[Exercise directions] Word for word, print every entry below.

--- Records provided Enclosed Below ---

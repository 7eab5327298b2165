//! Status bar rendering with keybindings

use crate::ui::theme::DEFAULT_THEME;
use ratatui::{
    layout::{Alignment, Constraint, Direction, Layout, Rect},
    style::{Color, Modifier, Style},
    text::{Line, Span},
    widgets::Paragraph,
    Frame,
};

pub fn render_status_bar(
    frame: &mut Frame,
    area: Rect,
    message: &str,
    selected: usize,
    total_rows: usize,
) {
    let layout = Layout::default()
        .direction(Direction::Horizontal)
        .constraints([Constraint::Percentage(50), Constraint::Percentage(50)])
        .split(area);

    let left_spans = vec![
        Span::styled(
            format!(" Row {}/{} ", (selected + 1).min(total_rows), total_rows),
            Style::default()
                .bg(DEFAULT_THEME.primary)
                .fg(Color::Black)
                .add_modifier(Modifier::BOLD),
        ),
        Span::styled(
            " | ",
            Style::default()
                .bg(DEFAULT_THEME.current_line_bg)
                .fg(DEFAULT_THEME.comment),
        ),
        Span::styled(
            format!(" {} ", message),
            Style::default()
                .bg(DEFAULT_THEME.current_line_bg)
                .fg(DEFAULT_THEME.fg),
        ),
    ];

    let left_paragraph = Paragraph::new(Line::from(left_spans))
        .style(Style::default().bg(DEFAULT_THEME.current_line_bg))
        .alignment(Alignment::Left);
    frame.render_widget(left_paragraph, layout[0]);

    let key_style = Style::default().bg(DEFAULT_THEME.comment).fg(Color::Black);
    let desc_style = Style::default()
        .bg(DEFAULT_THEME.current_line_bg)
        .fg(DEFAULT_THEME.fg);
    let sep_style = Style::default()
        .bg(DEFAULT_THEME.current_line_bg)
        .fg(DEFAULT_THEME.comment);

    let mut right_spans = Vec::new();
    for (i, (key, desc)) in [
        (" ↑/↓ ", " move "),
        (" ←/→ ", " fold/unfold "),
        (" e ", " epsilon "),
        (" z ", " expand all "),
        (" q ", " quit "),
    ]
    .into_iter()
    .enumerate()
    {
        if i > 0 {
            right_spans.push(Span::styled("│", sep_style));
            right_spans.push(Span::styled(" ", desc_style));
        }
        right_spans.push(Span::styled(key, key_style));
        right_spans.push(Span::styled(desc, desc_style));
    }

    if selected + 1 >= total_rows {
        right_spans.push(Span::styled("│", sep_style));
        right_spans.push(Span::styled(
            " END ",
            Style::default()
                .bg(DEFAULT_THEME.success)
                .fg(Color::Black)
                .add_modifier(Modifier::BOLD),
        ));
    }

    let right_paragraph = Paragraph::new(Line::from(right_spans))
        .style(Style::default().bg(DEFAULT_THEME.current_line_bg))
        .alignment(Alignment::Right);
    frame.render_widget(right_paragraph, layout[1]);
}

--- End of Enclosed Records provided ---

[Completed task]
repository 7eab5327298b2165
//! Status bar rendering with keybindings

use crate::ui::theme::DEFAULT_THEME;
use ratatui::{
    layout::{Alignment, Constraint, Direction, Layout, Rect},
    style::{Color, Modifier, Style},
    text::{Line, Span},
    widgets::Paragraph,
    Frame,
};

pub fn render_status_bar(
    frame: &mut Frame,
    area: Rect,
    message: &str,
    selected: usize,
    total_rows: usize,
) {
    let layout = Layout::default()
        .direction(Direction::Horizontal)
        .constraints([Constraint::Percentage(50), Constraint::Percentage(50)])
        .split(area);

    let left_spans = vec![
        Span::styled(
            format!(" Row {}/{} ", (selected + 1).min(total_rows), total_rows),
            Style::default()
                .bg(DEFAULT_THEME.primary)
                .fg(Color::Black)
                .add_modifier(Modifier::BOLD),
        ),
        Span::styled(
            " | ",
            Style::default()
                .bg(DEFAULT_THEME.current_line_bg)
                .fg(DEFAULT_THEME.comment),
        ),
        Span::styled(
            format!(" {} ", message),
            Style::default()
                .bg(DEFAULT_THEME.current_line_bg)
                .fg(DEFAULT_THEME.fg),
        ),
    ];

    let left_paragraph = Paragraph::new(Line::from(left_spans))
        .style(Style::default().bg(DEFAULT_THEME.current_line_bg))
        .alignment(Alignment::Left);
    frame.render_widget(left_paragraph, layout[0]);

    let key_style = Style::default().bg(DEFAULT_THEME.comment).fg(Color::Black);
    let desc_style = Style::default()
        .bg(DEFAULT_THEME.current_line_bg)
        .fg(DEFAULT_THEME.fg);
    let sep_style = Style::default()
        .bg(DEFAULT_THEME.current_line_bg)
        .fg(DEFAULT_THEME.comment);

    let mut right_spans = Vec::new();
    for (i, (key, desc)) in [
        (" ↑/↓ ", " move "),
        (" ←/→ ", " fold/unfold "),
        (" e ", " epsilon "),
        (" z ", " expand all "),
        (" q ", " quit "),
    ]
    .into_iter()
    .enumerate()
    {
        if i > 0 {
            right_spans.push(Span::styled("│", sep_style));
            right_spans.push(Span::styled(" ", desc_style));
        }
        right_spans.push(Span::styled(key, key_style));
        right_spans.push(Span::styled(desc, desc_style));
    }

    if selected + 1 >= total_rows {
        right_spans.push(Span::styled("│", sep_style));
        right_spans.push(Span::styled(
            " END ",
            Style::default()
                .bg(DEFAULT_THEME.success)
                .fg(Color::Black)
                .add_modifier(Modifier::BOLD),
        ));
    }

    let right_paragraph = Paragraph::new(Line::from(right_spans))
        .style(Style::default().bg(DEFAULT_THEME.current_line_bg))
        .alignment(Alignment::Right);
    frame.render_widget(right_paragraph, layout[1]);
}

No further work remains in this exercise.